Monday, December 15, 2014

Oozie Coordinator based on Data Availability

Apache Oozie framework(java web application) is used for scheduling Hadoop MR Jobs, Pig, Hive, Hbase. The task or jobs are referred as actions. The DAGs of these are created as the Workflow in XML format.

The Oozie jobs can be divided into two types:

  1. Workflow Jobs - These jobs specify the sequence of actions to be executed by using DAGs. These jobs consists of workflow.xml, workflow.properties and the code(having the code for actions to be executed). The bundle of workflow.xml and code as jar is created.

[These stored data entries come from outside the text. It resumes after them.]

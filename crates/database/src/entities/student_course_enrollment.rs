use models::catalog::EnrollmentStatus;
use sea_orm::entity::prelude::*;
use serde::{Deserialize, Serialize};

#[derive(Clone, Debug, PartialEq, DeriveEntityModel, Serialize, Deserialize)]
#[sea_orm(table_name = "student_course_enrollments")]
#[serde(rename_all = "camelCase")]
pub struct Model {
    #[sea_orm(primary_key, auto_increment = false)]
    pub id: Uuid,
    pub student_id: Uuid,
    pub course_id: Uuid,
    pub semester: i32,
    pub year: i32,
    pub status: EnrollmentStatus,
    pub created_at: DateTimeUtc,
}

#[derive(Copy, Clone, Debug, EnumIter, DeriveRelation)]
pub enum Relation {
    #[sea_orm(
        belongs_to = "super::student::Entity",
        from = "Column::StudentId",
        to = "super::student::Column::Id"
    )]
    Student,
    #[sea_orm(
        belongs_to = "super::course::Entity",
        from = "Column::CourseId",
        to = "super::course::Column::Id"
    )]
    Course,
}

impl Related<super::student::Entity> for Entity {
    fn to() -> RelationDef {
        Relation::Student.def()
    }
}

impl Related<super::course::Entity> for Entity {
    fn to() -> RelationDef {
        Relation::Course.def()
    }
}

impl ActiveModelBehavior for ActiveModel {}
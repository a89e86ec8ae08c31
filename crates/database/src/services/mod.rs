pub mod access;
pub mod allocation;
pub mod assessment;
pub mod assignment;
pub mod course;
pub mod faculty;
pub mod marks;
pub mod outcome_mapping;
pub mod stats;
pub mod validation;
#[derive(Iden)]
enum Departments {
    Table,
    Id,
    Name,
    Code,
    Slug,
    ProgramId,
    HodId,
    CreatedAt,
}

#[derive(Iden)]
enum Users {
    Table,
    Id,
    Name,
    Email,
    Role,
    DepartmentId,
    IsActive,
    CreatedAt,
}

#[derive(Iden)]
enum Faculties {
    Table,
    Id,
    UserId,
    DepartmentId,
    Name,
    Designation,
    IsActive,
    CreatedAt,
}

#[derive(Iden)]
enum Students {
    Table,
    Id,
    UserId,
    RollNumber,
    AdmissionYear,
    CurrentSemester,
    DepartmentId,
    CreatedAt,
}

#[derive(Iden)]
enum Courses {
    Table,
    Id,
    Code,
    Name,
    Slug,
    Semester,
    Credits,
    CourseType,
    Category,
    Description,
    DepartmentId,
    CreatedById,
    IsActive,
    CreatedAt,
    UpdatedAt,
}

#[derive(Iden)]
enum Clos {
    Table,
    Id,
    CourseId,
    Code,
    Statement,
    BloomLevel,
    AttainmentThreshold,
    DisplayOrder,
    Version,
    IsActive,
    CreatedById,
    CreatedAt,
    UpdatedAt,
}

#[derive(Iden)]
enum ProgramOutcomes {
    Table,
    Id,
    ProgramId,
    Code,
    Statement,
}

#[derive(Iden)]
enum ProgramSpecificOutcomes {
    Table,
    Id,
    ProgramId,
    Code,
    Statement,
}

#[derive(Iden)]
enum CloPoMappings {
    Table,
    Id,
    CloId,
    PoId,
    Level,
}

#[derive(Iden)]
enum CloPsoMappings {
    Table,
    Id,
    CloId,
    PsoId,
    Level,
}

#[derive(Iden)]
enum CourseFaculties {
    Table,
    Id,
    CourseId,
    FacultyId,
    Semester,
    Year,
    TeachingMethodology,
    AssessmentMode,
    CreatedAt,
    UpdatedAt,
}

#[derive(Iden)]
enum Assessments {
    Table,
    Id,
    CourseId,
    FacultyId,
    Title,
    Description,
    MaxMarks,
    Weightage,
    AssessmentType,
    Mode,
    SubType,
    Semester,
    Year,
    ScheduledDate,
    SubmissionDeadline,
    IsActive,
    IsMarksFinalized,
    MarksFinalizedAt,
    MarksFinalizedById,
    CreatedAt,
    UpdatedAt,
}

#[derive(Iden)]
enum AssessmentClos {
    Table,
    Id,
    AssessmentId,
    CloId,
    MarksAllocated,
    Weightage,
    BloomLevel,
}

#[derive(Iden)]
enum Marks {
    Table,
    Id,
    StudentId,
    AssessmentId,
    CloId,
    MarksObtained,
    EnteredById,
    EnteredAt,
    UpdatedAt,
}

#[derive(Iden)]
enum StudentCourseEnrollments {
    Table,
    Id,
    StudentId,
    CourseId,
    Semester,
    Year,
    Status,
    CreatedAt,
}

  2. Coordinator Jobs - These jobs are recurrent Oozie Workflow jobs triggered by time (frequency) and data availability. These jobs have additional coordinator.xml as part of the bundle to be pushed to Oozie.

The oozie bundle needs to be copied to HDFS. The below is the structure of the bundle:

OozieSample
|- workflow.xml
|- com
|-jbksoft
|- oozie
|- DemoJavaMainJob.java

The content of the Workflow.xml is as below:

<?xml version="1.0" encoding="UTF-8"?>
<workflow-app xmlns="uri:oozie:workflow:0.2" name="java-main-wf">
<start to="java-node"/>
<action name="java-node">
<java>
<job-tracker>${jobTracker}</job-tracker>
<name-node>${nameNode}</name-node>
<configuration>
<property>
<name>mapred.job.queue.name</name>
<value>${queueName}</value>
</property>
</configuration>
<main-class>com.jbksoft.oozie.DemoJavaMainJob</main-class>
<arg>${inputDir}</arg>
<arg>${outputDir}</arg>
</java>
<ok to="end"/>
<error to="fail"/>
</action>
<kill name="fail">
<message>Java failed, error message[${wf:errorMessage(wf:lastErrorNode())}]</message>
</kill>
<end name="end"/>
</workflow-app>
view raw workflow.xml hosted with ❤ by GitHub

The code for oozie java action:

package com.jbksoft.oozie;
/**
* Oozie job with Java Main.
*/
public class DemoJavaMainJob {
public static void main(String[] args)
throws Exception {
System.out.println("Hello World!");
long time = System.currentTimeMillis();
System.out.println("Hello : " + time);
Thread.sleep(100000);
System.out.println("Hello : " + (System.currentTimeMillis() - time));
System.out.println("Hello : " + Thread.currentThread().getName());
if (args.length <= 2) {
System.out.println("Hello : " + args[0] + " : " + args[1]);
}
}
}

The workflow.properties file:

nameNode=hdfs://aagarwal-mbpro.local:8020
jobTracker=aagarwal-mbpro.local:8021
queueName=default
oozie.wf.application.path=${nameNode}/apps/OozieSample

The code jar and workflow.xml is copied to HDFS:

hadoop fs -rm -r /apps/${JOB_NAME}
hadoop fs -mkdir /apps/${JOB_NAME}
hadoop fs -copyFromLocal ${TARGET_DIR}/${JOB_NAME} /apps/

# aagarwal-mbpro:OozieSample ashok.agarwal$ hadoop fs -ls /apps/OozieSample/lib/
# Found 1 items
# -rw-r--r-- 1 ashok.agarwal supergroup 8038 2014-09-11 14:22 /apps/OozieSample/lib/OozieSample.jar
# aagarwal-mbpro:OozieSample ashok.agarwal$ hadoop fs -ls /apps/OozieSample/
# Found 2 items
# drwxr-xr-x - ashok.agarwal supergroup 0 2014-09-11 14:22 /apps/OozieSample/lib
# -rw-r--r-- 1 ashok.agarwal supergroup 794 2014-08-07 12:54 /apps/OozieSample/workflow.xml
# aagarwal-mbpro:OozieSample ashok.agarwal$

oozie job -oozie http://aagarwal-mbpro.local:11000/oozie -config /apps/OozieSample/workflow.properties -run

So we have deployed workflow jobs.

We can make this job as recurrent by adding coordinator.xml.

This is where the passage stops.